Abhängig von Putins Gas Habeck: Auf Russland zu setzen, war energiepolitisch dumm
Der Verzicht auf russisches Gas stellt die Bundesregierung vor große Herausforderungen. Robert Habeck warnt dabei vor negativen Folgen für ärmere Länder – und verweist auf Fehler in der Vergangenheit.
Wirtschafts- und Klimaschutzminister Robert Habeck hat vor einer Energiepolitik zulasten ärmerer Länder gewarnt. Der Grünen-Politiker sagte am Dienstag auf der Konferenz "Energy Transition Dialogue" in Berlin, der notwendige Verzicht auf russisches Öl und Gas wegen des Angriffskriegs auf die Ukraine sei auf den Weltmärkten nicht so leicht zu kompensieren.
Europa sei ein reicher Kontinent, ärmere Länder könnten hingegen wirtschaftlich deutlich größere Schwierigkeiten mit den Folgen haben, etwa mit höheren Preisen. "Wir müssen also aufpassen, dass wir diese energiepolitische Umstellung nicht zulasten von Dritten machen", so Habeck.
Gefahr von Hungersnöten
Nicht nur die Energieversorgung in ärmeren Ländern könne schweren Schaden nehmen, sondern auch bestimmte Produkte wie Düngemittel könnten vielleicht nicht mehr ausreichend produziert werden. Kombiniert mit dem Ausfall von Getreide aus der Ukraine oder gegebenenfalls aus Russland könne das zu Hungersnöten in bestimmten Ländern führen, sagte Habeck. Hungersnöte aber seien ganz häufig die Ursache für soziale Unruhen oder politische Turbulenzen.
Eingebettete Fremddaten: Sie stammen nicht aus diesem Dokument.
//! Named performance metrics with prerequisites, resolved lazily against one
//! build and memoized in a per-level record.

use std::collections::{BTreeMap, HashMap};
use std::fmt;

use serde::Serialize;

use crate::schema::{CritMode, NameKind, SearchError, Stat, Target};

use super::build::{Action, BuildInstance};

/// Metric values for one candidate at one level.
#[derive(Debug, Clone, Default, PartialEq, Serialize)]
pub struct LevelRecord {
    pub level: u8,
    pub values: BTreeMap<String, f64>,
}

impl LevelRecord {
    pub fn new(level: u8) -> Self {
        Self {
            level,
            values: BTreeMap::new(),
        }
    }

    pub fn get(&self, name: &str) -> Option<f64> {
        self.values.get(name).copied()
    }
}

/// Evaluation parameters shared by every metric.
#[derive(Debug, Clone, Copy, Default, PartialEq)]
pub struct EvalParams {
    pub crit: CritMode,
}

/// What a metric's compute function sees.
pub struct MetricInputs<'r> {
    pub level: u8,
    pub values: &'r BTreeMap<String, f64>,
    pub build: &'r dyn BuildInstance,
    pub enemy: Option<&'r Target>,
    pub params: &'r EvalParams,
}

impl MetricInputs<'_> {
    /// Value of an already resolved prerequisite.
    pub fn value(&self, name: &str) -> f64 {
        self.values.get(name).copied().unwrap_or(0.0)
    }

    /// Outcome of `action` against the configured enemy.
    pub fn outcome(&self, action: Action) -> super::build::PointStore {
        self.build.outcome(action, self.enemy, self.params.crit)
    }
}

pub type MetricFn = Box<dyn Fn(&MetricInputs<'_>) -> f64>;

struct Metric {
    prerequisites: Vec<String>,
    compute: MetricFn,
}

/// Registry of metric definitions and named metric groups.
#[derive(Default)]
pub struct MetricGraph {
    metrics: HashMap<String, Metric>,
    groups: HashMap<String, Vec<String>>,
}

impl fmt::Debug for MetricGraph {
    fn fmt(&self, f: &mut fmt::Formatter<'_>) -> fmt::Result {
        let mut names: Vec<_> = self.metrics.keys().collect();
        names.sort();
        f.debug_struct("MetricGraph")
            .field("metrics", &names)
            .field("groups", &self.groups)
            .finish()
    }
}

impl MetricGraph {
    pub fn new() -> Self {
        Self::default()
    }

    /// Define `name`. Re-registering replaces the previous definition.
    pub fn register<F>(&mut self, name: impl Into<String>, prerequisites: &[&str], compute: F)
    where
        F: Fn(&MetricInputs<'_>) -> f64 + 'static,
    {
        let name = name.into();
        let metric = Metric {
            prerequisites: prerequisites.iter().map(|p| p.to_string()).collect(),
            compute: Box::new(compute),
        };
        if self.metrics.insert(name.clone(), metric).is_some() {
            log::warn!("Metric {} redefined", name);
        }
    }

    /// Define a show group that expands to `members`.
    pub fn register_group(&mut self, name: impl Into<String>, members: Vec<String>) {
        self.groups.insert(name.into(), members);
    }

    pub fn contains(&self, name: &str) -> bool {
        self.metrics.contains_key(name)
    }

    pub fn len(&self) -> usize {
        self.metrics.len()
    }

    pub fn is_empty(&self) -> bool {
        self.metrics.is_empty()
    }

    /// Expand groups and check every name, keeping first occurrences in order.
    pub fn expand(&self, names: &[String]) -> Result<Vec<String>, SearchError> {
        let mut out: Vec<String> = Vec::new();
        let push = |name: &String, out: &mut Vec<String>| {
            if !out.contains(name) {
                out.push(name.clone());
            }
        };

        for name in names {
            if let Some(members) = self.groups.get(name) {
                for member in members {
                    push(member, &mut out);
                }
            } else if self.contains(name) {
                push(name, &mut out);
            } else {
                return Err(SearchError::UnknownName {
                    kind: NameKind::Metric,
                    name: name.clone(),
                });
            }
        }
        Ok(out)
    }

    /// Ensure `record` holds `name`, resolving prerequisites first.
    ///
    /// Values already in the record are never recomputed.
    pub fn evaluate(
        &self,
        record: &mut LevelRecord,
        build: &dyn BuildInstance,
        enemy: Option<&Target>,
        params: &EvalParams,
        name: &str,
    ) -> Result<f64, SearchError> {
        let mut resolving = Vec::new();
        self.resolve(record, build, enemy, params, name, &mut resolving)
    }

    fn resolve(
        &self,
        record: &mut LevelRecord,
        build: &dyn BuildInstance,
        enemy: Option<&Target>,
        params: &EvalParams,
        name: &str,
        resolving: &mut Vec<String>,
    ) -> Result<f64, SearchError> {
        if let Some(value) = record.get(name) {
            return Ok(value);
        }
        let metric = self
            .metrics
            .get(name)
            .ok_or_else(|| SearchError::UnknownName {
                kind: NameKind::Metric,
                name: name.to_string(),
            })?;

        if let Some(start) = resolving.iter().position(|n| n == name) {
            let mut path = resolving[start..].to_vec();
            path.push(name.to_string());
            return Err(SearchError::MetricCycle(path));
        }

        resolving.push(name.to_string());
        for prerequisite in &metric.prerequisites {
            self.resolve(record, build, enemy, params, prerequisite, resolving)?;
        }
        resolving.pop();

        let value = (metric.compute)(&MetricInputs {
            level: record.level,
            values: &record.values,
            build,
            enemy,
            params,
        });
        record.values.insert(name.to_string(), value);
        Ok(value)
    }

    /// Stat metrics, defensive and offensive figures, and the `stats` group.
    pub fn standard() -> Self {
        let mut graph = Self::new();

        for stat in Stat::ALL {
            graph.register(stat.name(), &[], move |m| m.build.stats().get(stat));
        }
        graph.register_group(
            "stats",
            Stat::ALL.iter().map(|s| s.name().to_string()).collect(),
        );

        graph.register("physhp", &["health", "defense"], |m| {
            effective_health(m.value("health"), m.value("defense"))
        });
        graph.register("spechp", &["health", "spdefense"], |m| {
            effective_health(m.value("health"), m.value("spdefense"))
        });
        graph.register("ehp", &["physhp", "spechp"], |m| {
            (m.value("physhp") + m.value("spechp")) / 2.0
        });

        graph.register("attack_rate", &["aps"], |m| {
            m.build.attacks_per_second() * (1.0 + m.value("aps") / 100.0)
        });
        graph.register("basic", &[], |m| m.outcome(Action::Basic).damage);
        graph.register("boosted", &[], |m| m.outcome(Action::Boosted).damage);
        graph.register("autos", &["basic", "boosted", "attack_rate"], |m| {
            let every = f64::from(m.build.boosted_every().max(1));
            let per_attack = ((every - 1.0) * m.value("basic") + m.value("boosted")) / every;
            per_attack * m.value("attack_rate")
        });

        for line in 0..2 {
            let name = format!("ability{}", line + 1);
            let cd = format!("{}_cd", name);
            let dps = format!("{}_dps", name);

            graph.register(name.clone(), &[], move |m| {
                m.outcome(Action::Ability(line)).damage
            });
            graph.register(cd.clone(), &["cdr"], move |m| {
                m.build.cooldown(Action::Ability(line)) * (1.0 - m.value("cdr").clamp(0.0, 1.0))
            });
            let (damage_key, cd_key) = (name.clone(), cd.clone());
            graph.register(dps, &[name.as_str(), cd.as_str()], move |m| {
                let cooldown = m.value(&cd_key);
                if cooldown > 0.0 {
                    m.value(&damage_key) / cooldown
                } else {
                    0.0
                }
            });
        }

        graph.register("dps", &["autos", "ability1_dps", "ability2_dps"], |m| {
            m.value("autos") + m.value("ability1_dps") + m.value("ability2_dps")
        });
        graph.register("healing", &[], |m| {
            (0..2)
                .map(|line| m.outcome(Action::Ability(line)).healing())
                .sum()
        });
        graph.register("shielding", &[], |m| {
            (0..2)
                .map(|line| m.outcome(Action::Ability(line)).shielding())
                .sum()
        });

        graph
    }
}

/// Health needed to absorb damage through `defense`.
fn effective_health(health: f64, defense: f64) -> f64 {
    (health / super::build::mitigation(defense)).floor()
}
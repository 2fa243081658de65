//! Search results: labelled records and the bounded best-K list.

use std::fmt;

use serde::Serialize;

use crate::compute::metrics::LevelRecord;

/// Most records a ranked search keeps.
pub const TOP_K_LIMIT: usize = 100;

/// What a record describes.
#[derive(Debug, Clone, PartialEq, Eq, Serialize)]
pub struct RecordLabel {
    pub character: String,
    /// One entry per slot, `Item@level` or `-`.
    pub equipment: Vec<String>,
    pub modifiers: String,
    pub abilities: String,
    pub stacks: u32,
}

impl fmt::Display for RecordLabel {
    fn fmt(&self, f: &mut fmt::Formatter<'_>) -> fmt::Result {
        write!(
            f,
            "{} [{}] {} {} stacks={}",
            self.character,
            self.equipment.join(", "),
            self.modifiers,
            self.abilities,
            self.stacks
        )
    }
}

/// One candidate's per-level metrics, with its fitness once ranked.
#[derive(Debug, Clone, PartialEq, Serialize)]
pub struct FitnessRecord {
    pub label: RecordLabel,
    pub levels: Vec<LevelRecord>,
    #[serde(skip_serializing_if = "Option::is_none")]
    pub fitness: Option<f64>,
}

impl FitnessRecord {
    pub fn new(label: RecordLabel, levels: Vec<LevelRecord>) -> Self {
        Self {
            label,
            levels,
            fitness: None,
        }
    }
}

/// Records in ascending fitness order, capped at a limit.
#[derive(Debug, Clone)]
pub struct TopKList {
    entries: Vec<FitnessRecord>,
    limit: usize,
}

impl Default for TopKList {
    fn default() -> Self {
        Self::new()
    }
}

impl TopKList {
    pub fn new() -> Self {
        Self::with_limit(TOP_K_LIMIT)
    }

    pub fn with_limit(limit: usize) -> Self {
        Self {
            entries: Vec::with_capacity(limit + 1),
            limit,
        }
    }

    /// Insert before the first entry that is not lower, then drop the lowest
    /// entry if over the limit.
    pub fn insert(&mut self, mut record: FitnessRecord, fitness: f64) {
        record.fitness = Some(fitness);
        let position = self
            .entries
            .iter()
            .position(|e| e.fitness.is_some_and(|f| f >= fitness))
            .unwrap_or(self.entries.len());
        self.entries.insert(position, record);
        if self.entries.len() > self.limit {
            self.entries.remove(0);
        }
    }

    pub fn len(&self) -> usize {
        self.entries.len()
    }

    pub fn is_empty(&self) -> bool {
        self.entries.is_empty()
    }

    /// Lowest kept fitness.
    pub fn min_fitness(&self) -> Option<f64> {
        self.entries.first().and_then(|e| e.fitness)
    }

    pub fn iter(&self) -> impl Iterator<Item = &FitnessRecord> {
        self.entries.iter()
    }

    pub fn into_vec(self) -> Vec<FitnessRecord> {
        self.entries
    }
}

/// Where a search puts its records.
#[derive(Debug, Clone)]
pub enum Retention {
    /// Bounded, ascending by fitness.
    Ranked(TopKList),
    /// Everything, in evaluation order.
    Unranked(Vec<FitnessRecord>),
}

impl Retention {
    pub fn keep(&mut self, record: FitnessRecord, fitness: Option<f64>) {
        match (self, fitness) {
            (Retention::Ranked(list), Some(fitness)) => list.insert(record, fitness),
            (Retention::Ranked(_), None) => {
                log::warn!("Dropping unscored record {}", record.label);
            }
            (Retention::Unranked(records), _) => records.push(record),
        }
    }

    pub fn len(&self) -> usize {
        match self {
            Retention::Ranked(list) => list.len(),
            Retention::Unranked(records) => records.len(),
        }
    }

    pub fn is_empty(&self) -> bool {
        self.len() == 0
    }

    pub fn into_vec(self) -> Vec<FitnessRecord> {
        match self {
            Retention::Ranked(list) => list.into_vec(),
            Retention::Unranked(records) => records,
        }
    }
}
//! Resolution of search options against the catalog and metric graph.
//!
//! Every name, range and combination is checked here, and the equipment
//! and modifier candidates are enumerated, before a single build is made.

use std::ops::RangeInclusive;

use crate::schema::{
    AbilityRef, CatalogProvider, CharacterRecord, CritMode, EmblemOptions, EmblemPick,
    EquipmentSearch, ITEM_MAX_LEVEL, ItemChoice, ItemRecord, LevelWeighting, ModifierRecord,
    NameKind, SearchError, SearchOptions, Target, WeightProfile,
};

use crate::compute::build::{
    AbilitySelection, EQUIPMENT_SLOTS, Equipment, EquipmentSlot, ModifierSet,
};
use crate::compute::metrics::{EvalParams, MetricGraph};

use super::candidates::{
    PageConstraints, expand_modifier_sets, fixed_equipment, item_combinations,
    item_level_candidates,
};
use super::fitness::{FitnessRanker, LevelWeights};

/// Highest stack count searched.
pub const MAX_STACKS: u32 = 6;

/// Metrics shown when the options name none.
pub const DEFAULT_SHOW: [&str; 2] = ["stats", "autos"];

/// Fully resolved search.
#[derive(Debug, Clone)]
pub struct SearchPlan<'c> {
    pub character: &'c CharacterRecord,
    pub levels: Vec<u8>,
    pub equipment: Vec<Equipment<'c>>,
    pub modifier_sets: Vec<ModifierSet<'c>>,
    pub abilities: Vec<AbilitySelection>,
    /// Stack range used when a candidate can stack.
    pub stacks: RangeInclusive<u32>,
    /// Every metric to record: the shown metrics, then any extra sort keys.
    pub metrics: Vec<String>,
    pub sort_keys: Vec<String>,
    pub weights: LevelWeights,
    pub params: EvalParams,
    pub enemy: Option<Target>,
}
Habeck hatte sich mehrfach gegen ein Embargo russischer Energielieferungen ausgesprochen. Er sagte auf der Konferenz weiter: "Wir sehen die Fehler der Vergangenheit." Deutschland habe in den vergangenen Jahren und Jahrzehnten seine Energiepolitik in eine große Abhängigkeit von Russland gebracht. Er nennt das "schwer verständlich", denn "maßgebliche Entscheidungen sind ja getroffen worden, nachdem Russland die Krim besetzt hat", so der Grünen-Politiker in Berlin.
Habeck: "Keine clevere Idee"
"Und trotzdem haben wir uns auf Nordstream 2, die große Gaspipeline, verlassen." Er fügt hinzu: "Wir wussten also oder hätten es wissen können, dass es nicht nur dumm ist, alle seine sicherheitspolitischen Karten auf ein Land zu setzen, sondern dass es wahrscheinlich keine clevere Idee war, sie auch noch auf dieses Land zu setzen."
Energiepolitik sei jedoch nie alleine nur Wirtschaftspolitik. Deutschland wolle sich nun Schritt für Schritt unabhängig von russischen fossilen Energien machen. Dies sei aus sicherheitspolitischen Gründen ebenso notwendig.
Baerbock pocht auf wertegeleitete Politik
Auch der Außenministerin Annalena Baerbock zufolge will die Bundesregierung nun eine "wertegeleitete Außen- und Energiepolitik" betreiben. "Saubere Energien dürfen wir nicht mit schmutzigen Deals erkaufen", sagte die Grünen-Politikerin. "Erneuerbare Energien und soziale Gerechtigkeit können nur Hand in Hand gehen." Bei allen schwierigen Abwägungen, die jetzt nötig seien, sei das zu beachten.
Beim Ausbau der erneuerbaren Energien sei es am Anfang zu wenig um soziale Fragen gegangen, so Baerbock rückblickend. Es brauche aber zum Beispiel starke Gewerkschaften, wenn Windenergieanlagen gebaut würden.
"Wir haben es jetzt gemeinsam in der Hand"
Energiepolitik sei Sicherheitspolitik, sagte Baerbock mit Blick auf den russischen Krieg gegen die Ukraine und die infolgedessen angespannten Beziehungen zum Energielieferanten Russland. Es sei wichtig, dass Deutschland und Europa ihre Bemühungen um Energieunabhängigkeit nicht auf Kosten anderer Länder vorantrieben.
Sie erinnerte an das Versprechen reicherer Länder, ärmeren Staaten jährlich 100 Milliarden Euro für den Umgang mit der Erderwärmung bereitzustellen. "Wir haben es jetzt gemeinsam in der Hand", erklärte die Außenministerin. "Wir werden die Klimakrise nicht zurückdrehen können." Aber man könne alles dafür tun, die Schäden zu begrenzen und alle Länder und Regionen der Welt unabhängiger von fossilen Energien zu machen und ihnen damit mehr Sicherheit zu bringen.